--- Task prompt ---
Only the lines from the top of the data through the line containing "margin: 0 auto;\n\" should be duplicated, exactly as they appear.

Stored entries
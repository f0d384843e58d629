//! Best-effort intent parsing for chat turns.
//!
//! This is a heuristic, not a command grammar: a phrase like
//! "create a file naming convention" matches and yields `naming`.
//! Callers treat the result as a hint and fall back to updating the
//! selected file when it is wrong or absent.

use regex::Regex;
use std::sync::LazyLock;

static CREATE_FILE: LazyLock<Regex> = LazyLock::new(|| {
    Regex::new(r"(?i)create?\s+(?:a\s+)?(?:new\s+)?file\s+(?:called\s+|named\s+)?(\S+)")
        .expect("static regex")
});

static CODE_FENCE: LazyLock<Regex> =
    LazyLock::new(|| Regex::new(r"(?s)```(?:\w+)?\n(.*?)\n```").expect("static regex"));

/// File name the user asked to create, if the message reads like a
/// create-file request.
pub fn requested_file_name(input: &str) -> Option<&str> {
    CREATE_FILE
        .captures(input)
        .and_then(|c| c.get(1))
        .map(|m| m.as_str())
}

/// First fenced code block in a model reply, or the whole reply when
/// there is no fence.
pub fn extract_code(reply: &str) -> &str {
    CODE_FENCE
        .captures(reply)
        .and_then(|c| c.get(1))
        .map(|m| m.as_str())
        .unwrap_or(reply)
}

/// Starter content for a manually created file, keyed on extension.
pub fn starter_content(file_name: &str) -> String {
    if let Some(stem) = file_name.strip_suffix(".tsx") {
        return format!(
            "import React from 'react';\n\n\
             interface {stem}Props {{\n  // Define your props here\n}}\n\n\
             const {stem}: React.FC<{stem}Props> = () => {{\n\
             \x20 return (\n    <div>\n      <h1>Hello from {stem}</h1>\n    </div>\n  );\n\
             }};\n\n\
             export default {stem};\n"
        );
    }
    if file_name.ends_with(".css") {
        return format!(
            "/* Styles for {file_name} */\n\n\
             .container {{\n\
             \x20 max-width: 1200px;\n\
             \x20 margin: 0 auto;\n\
             \x20 padding: 0 1rem;\n\
             }}\n"
        );
    }
    if file_name.ends_with(".html") {
        return format!(
            "<!DOCTYPE html>\n<html lang=\"en\">\n<head>\n\
             \x20   <meta charset=\"UTF-8\">\n\
             \x20   <title>{file_name}</title>\n\
             </head>\n<body>\n</body>\n</html>\n"
        );
    }
    String::new()
}
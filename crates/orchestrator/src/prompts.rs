//! System prompt construction for generation turns.

use tree::PathTree;

/// Builds the system prompt for a chat turn, embedding a JSON snapshot of
/// the current project so the model can reference existing files.
pub fn system_prompt(tree: &PathTree) -> String {
    format!(
        "You are an expert web developer and AI assistant. You help users build \
         web applications using modern web technologies.\n\n\
         Current project structure:\n\
         {}\n\n\
         When users ask for code changes:\n\
         1. Provide clear, working code\n\
         2. Explain what the code does\n\
         3. Suggest improvements or alternatives\n\
         4. Focus on modern patterns and best practices\n\n\
         Be helpful, concise, and provide actionable responses.",
        tree.to_json()
    )
}
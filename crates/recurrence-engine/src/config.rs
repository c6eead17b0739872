//! Engine configuration.

use serde::{Deserialize, Serialize};

use crate::store::PropertyTag;

/// Grid steps evaluated per expansion before stopping early. At one step per
/// day this covers roughly 55 years.
pub const DEFAULT_MAX_GRID_STEPS: u32 = 20_000;

/// Bytes requested per read when a blob has to come from a property stream.
pub const DEFAULT_STREAM_CHUNK_SIZE: usize = 4096;

/// Tunables for expansion and property-store access.
///
/// Every field has a default, so a partial JSON document is enough:
///
/// ```
/// use recurrence_engine::EngineConfig;
///
/// let config = EngineConfig::from_json_str(r#"{ "max_grid_steps": 500 }"#).unwrap();
/// assert_eq!(config.max_grid_steps, 500);
/// assert_eq!(config.stream_chunk_size, 4096);
/// ```
#[derive(Debug, Clone, PartialEq, Eq, Serialize, Deserialize)]
#[serde(default)]
pub struct EngineConfig {
    pub max_grid_steps: u32,
    pub stream_chunk_size: usize,
    pub properties: PropertyTags,
}

impl Default for EngineConfig {
    fn default() -> Self {
        Self {
            max_grid_steps: DEFAULT_MAX_GRID_STEPS,
            stream_chunk_size: DEFAULT_STREAM_CHUNK_SIZE,
            properties: PropertyTags::default(),
        }
    }
}

impl EngineConfig {
    pub fn from_json_str(json: &str) -> serde_json::Result<Self> {
        serde_json::from_str(json)
    }
}

/// Property tags read by [`load_pattern`](crate::load_pattern) and written by
/// [`save_pattern`](crate::save_pattern).
///
/// Defaults are the appointment named-property ids with their binary/boolean
/// property types in the low word.
#[derive(Debug, Clone, Copy, PartialEq, Eq, Serialize, Deserialize)]
#[serde(default)]
pub struct PropertyTags {
    pub recurrence_pattern: PropertyTag,
    pub timezone: PropertyTag,
    pub recurring: PropertyTag,
}

impl Default for PropertyTags {
    fn default() -> Self {
        Self {
            recurrence_pattern: PropertyTag(0x8216_0102),
            timezone: PropertyTag(0x8233_0102),
            recurring: PropertyTag(0x8223_000B),
        }
    }
}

--- Response to the exercise ---
repository f0d384843e58d629
//! Best-effort intent parsing for chat turns.
//!
//! This is a heuristic, not a command grammar: a phrase like
//! "create a file naming convention" matches and yields `naming`.
//! Callers treat the result as a hint and fall back to updating the
//! selected file when it is wrong or absent.

use regex::Regex;
use std::sync::LazyLock;

static CREATE_FILE: LazyLock<Regex> = LazyLock::new(|| {
    Regex::new(r"(?i)create?\s+(?:a\s+)?(?:new\s+)?file\s+(?:called\s+|named\s+)?(\S+)")
        .expect("static regex")
});

static CODE_FENCE: LazyLock<Regex> =
    LazyLock::new(|| Regex::new(r"(?s)```(?:\w+)?\n(.*?)\n```").expect("static regex"));

/// File name the user asked to create, if the message reads like a
/// create-file request.
pub fn requested_file_name(input: &str) -> Option<&str> {
    CREATE_FILE
        .captures(input)
        .and_then(|c| c.get(1))
        .map(|m| m.as_str())
}

/// First fenced code block in a model reply, or the whole reply when
/// there is no fence.
pub fn extract_code(reply: &str) -> &str {
    CODE_FENCE
        .captures(reply)
        .and_then(|c| c.get(1))
        .map(|m| m.as_str())
        .unwrap_or(reply)
}

/// Starter content for a manually created file, keyed on extension.
pub fn starter_content(file_name: &str) -> String {
    if let Some(stem) = file_name.strip_suffix(".tsx") {
        return format!(
            "import React from 'react';\n\n\
             interface {stem}Props {{\n  // Define your props here\n}}\n\n\
             const {stem}: React.FC<{stem}Props> = () => {{\n\
             \x20 return (\n    <div>\n      <h1>Hello from {stem}</h1>\n    </div>\n  );\n\
             }};\n\n\
             export default {stem};\n"
        );
    }
    if file_name.ends_with(".css") {
        return format!(
            "/* Styles for {file_name} */\n\n\
             .container {{\n\
             \x20 max-width: 1200px;\n\
             \x20 margin: 0 auto;\n\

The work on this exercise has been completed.